In caso di dolore intenso, il paziente necessita di un’adeguata analgesia. I tessuti danneggiati vengono lavati e trattati con soluzioni antisettiche. In presenza di bolle ed escara necrotica, il tessuto viene rimosso e le medicazioni vengono eseguite con unguenti antimicrobici e cicatrizzanti.

In caso di congelamento di 3º-4º grado, si prescrive terapia antibatterica sistemica. Quando indicato, questi pazienti sono ricoverati in reparti chirurgici o di terapia intensiva.

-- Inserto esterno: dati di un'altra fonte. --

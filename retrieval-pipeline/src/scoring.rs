use std::cmp::Ordering;

use common::storage::types::content_item::ContentItem;
use serde::{Deserialize, Serialize};

/// Additive score adjustment per priority step.
pub const PRIORITY_BOOST_STEP: f32 = 0.05;
/// Items scoring at or below this never reach a result set.
pub const SCORE_FLOOR: f32 = 0.3;

/// One item with its final relevance score.
#[derive(Debug, Clone, Serialize, Deserialize, PartialEq)]
pub struct RankedItem {
    pub score: f32,
    pub item: ContentItem,
}

pub fn cosine_similarity(a: &[f32], b: &[f32]) -> f32 {
    if a.len() != b.len() {
        return 0.0;
    }

    let mut dot = 0.0f32;
    let mut norm_a = 0.0f32;
    let mut norm_b = 0.0f32;
    for (x, y) in a.iter().zip(b) {
        dot = x.mul_add(*y, dot);
        norm_a = x.mul_add(*x, norm_a);
        norm_b = y.mul_add(*y, norm_b);
    }

    if norm_a <= 0.0 || norm_b <= 0.0 {
        return 0.0;
    }

    dot / (norm_a.sqrt() * norm_b.sqrt())
}

/// Similarity plus the priority boost, capped at 1.
pub fn boosted_score(similarity: f32, priority: i64) -> f32 {
    (priority as f32).mul_add(PRIORITY_BOOST_STEP, similarity).min(1.0)
}

/// Scores the corpus against a query embedding and keeps the best matches.
///
/// Items without an embedding are skipped rather than scored at zero, so a
/// backlog of unembedded items can never crowd a result set. Ordering is
/// score, then priority, then recency, with the id as a final tie break to
/// keep repeated runs stable.
pub fn rank(items: Vec<ContentItem>, query_embedding: &[f32], limit: usize) -> Vec<RankedItem> {
    let mut ranked: Vec<RankedItem> = items
        .into_iter()
        .filter_map(|item| {
            let embedding = item.embedding.as_deref()?;
            let similarity = cosine_similarity(query_embedding, embedding);
            let score = boosted_score(similarity, item.priority);
            (score > SCORE_FLOOR).then(|| RankedItem { score, item })
        })
        .collect();

    ranked.sort_by(|a, b| {
        b.score
            .partial_cmp(&a.score)
            .unwrap_or(Ordering::Equal)
            .then_with(|| b.item.priority.cmp(&a.item.priority))
            .then_with(|| b.item.updated_at.cmp(&a.item.updated_at))
            .then_with(|| a.item.id.cmp(&b.item.id))
    });
    ranked.truncate(limit);
    ranked
}

#[cfg(test)]
mod tests {
    use super::*;
    use common::utils::text::sha256_hex;

    fn item(id: &str, priority: i64, embedding: Option<Vec<f32>>) -> ContentItem {
        use chrono::Utc;

        let now = Utc::now();
        ContentItem {
            id: id.to_string(),
            created_at: now,
            updated_at: now,
            external_id: id.to_string(),
            title: format!("Item {id}"),
            slug: format!("item-{id}"),
            excerpt: "An excerpt.".to_string(),
            body: String::new(),
            category: "general".to_string(),
            tags: vec![],
            priority,
            embedding,
            content_hash: sha256_hex(id),
            synced_at: now,
        }
    }

    #[test]
    fn test_cosine_similarity_bounds() {
        let a = vec![0.6, 0.8];
        assert!((cosine_similarity(&a, &a) - 1.0).abs() < 1e-6);

        let orthogonal = cosine_similarity(&[1.0, 0.0], &[0.0, 1.0]);
        assert!(orthogonal.abs() < 1e-6);

        assert_eq!(cosine_similarity(&[0.0, 0.0], &[1.0, 0.0]), 0.0);
        assert_eq!(cosine_similarity(&[1.0, 0.0], &[0.0, 0.0]), 0.0);
        assert_eq!(cosine_similarity(&[1.0], &[1.0, 0.0]), 0.0);
    }

    #[test]
    fn test_boost_is_additive_and_capped() {
        assert!((boosted_score(0.5, 2) - 0.6).abs() < 1e-6);
        assert!((boosted_score(0.9, 10) - 1.0).abs() < 1e-6);
        assert!(boosted_score(0.4, 1) > boosted_score(0.4, 0));
    }

    #[test]
    fn test_rank_drops_low_scores_and_unembedded_items() {
        let query = vec![0.0, 1.0];
        let items = vec![
            // Orthogonal: similarity 0, filtered even with a moderate boost.
            item("a", 4, Some(vec![1.0, 0.0])),
            // Orthogonal but boosted well past the floor.
            item("b", 8, Some(vec![1.0, 0.0])),
            // Perfect match.
            item("c", 0, Some(vec![0.0, 1.0])),
            // No embedding yet.
            item("d", 9, None),
        ];

        let ranked = rank(items, &query, 10);
        let ids: Vec<&str> = ranked.iter().map(|r| r.item.id.as_str()).collect();
        assert_eq!(ids, vec!["c", "b"]);
    }

    #[test]
    fn test_rank_mixes_similarity_and_priority() {
        // Unit vectors against [1, 0]: a sits at similarity 0.5 and gets a
        // +0.10 boost, b sits at 0.92 unboosted. b must still win.
        let query = vec![1.0, 0.0];
        let a = item("a", 2, Some(vec![0.5, 0.866_025_4]));
        let b = item("b", 0, Some(vec![0.92, 0.391_918_4]));

        let ranked = rank(vec![a, b], &query, 10);
        assert_eq!(ranked[0].item.id, "b");
        assert!((ranked[0].score - 0.92).abs() < 1e-3);
        assert_eq!(ranked[1].item.id, "a");
        assert!((ranked[1].score - 0.60).abs() < 1e-3);
    }

    #[test]
    fn test_rank_breaks_ties_deterministically() {
        let query = vec![1.0, 0.0];
        let embedding = Some(vec![1.0, 0.0]);
        let first = item("beta", 0, embedding.clone());
        let mut second = item("alfa", 0, embedding);
        second.updated_at = first.updated_at;

        let ranked = rank(vec![first, second], &query, 10);
        assert_eq!(ranked[0].item.id, "alfa");
        assert_eq!(ranked[1].item.id, "beta");
    }

    #[test]
    fn test_rank_truncates_to_limit() {
        let query = vec![1.0, 0.0];
        let items: Vec<ContentItem> = (0..8)
            .map(|n| item(&format!("i{n}"), 0, Some(vec![1.0, 0.0])))
            .collect();

        let ranked = rank(items, &query, 3);
        assert_eq!(ranked.len(), 3);
    }

    #[test]
    fn test_rank_on_empty_corpus_is_empty() {
        assert!(rank(vec![], &[1.0, 0.0], 5).is_empty());
    }
}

A medio termine può svilupparsi una neuropatia accompagnata da intorpidimento e sensibilità al freddo.

Tutti i pazienti con ferite, ustioni e congelamenti ricevono una profilassi immunitaria d’urgenza contro il tetano, e nel caso di morsi — profilassi antirabbica.

FAQ

1. Quali complicanze possono insorgere in seguito a lesioni dell’orecchio?

Infezioni: pericondrite (infiammazione della cartilagine), ascessi.
Deformazione del padiglione auricolare: “orecchio del pugile”.
Sordità trasmissiva: in caso di lesioni del condotto uditivo.
Necrosi dei tessuti: in caso di ustioni o congelamenti di alto grado.
Cambiamenti cicatriziali: restringimento del condotto uditivo o deformazione dell’orecchio.

2. Come prevenire complicanze dopo una lesione all’orecchio?

Per evitare complicanze a seguito di una lesione all’orecchio, è necessario consultare immediatamente un medico anche per ferite minori, seguire le raccomandazioni sulle cure (trattare regolarmente le ferite e cambiare le bende), assumere i farmaci prescritti (antibiotici, antinfiammatori), evitare ulteriori traumi e non praticare l’automedicazione, poiché ciò potrebbe portare a infezioni o deformità dell’orecchio.

3. Quando è richiesto un intervento chirurgico?

La chirurgia è necessaria nei seguenti casi:
•lesioni profonde — per suturare i tessuti danneggiati;
• distacco del padiglione auricolare — per reinnesto (della parte distaccata);
•otoematoma — per drenare il sangue accumulato;
•ustioni e congelamenti di alto grado — per eliminare i tessuti necrotici;
•cambiamenti cicatriziali — per correggere deformazioni o restringimenti del condotto uditivo.

4. È possibile ripristinare il padiglione auricolare dopo una lesione?

Sì, il ripristino è possibile, ma dipende dal grado di lesione:
•nel caso di lesioni superficiali, il padiglione auricolare si ripristina autonomamente con un trattamento corretto;
•per lesioni profonde e distacchi è necessario un intervento chirurgico. Se la parte distaccata dell’orecchio viene portata in ospedale entro 6 ore, è possibile un reinnesto di successo;
•in caso di deformazioni, si esegue una chirurgia ricostruttiva per ripristinare forma e funzione dell’orecchio.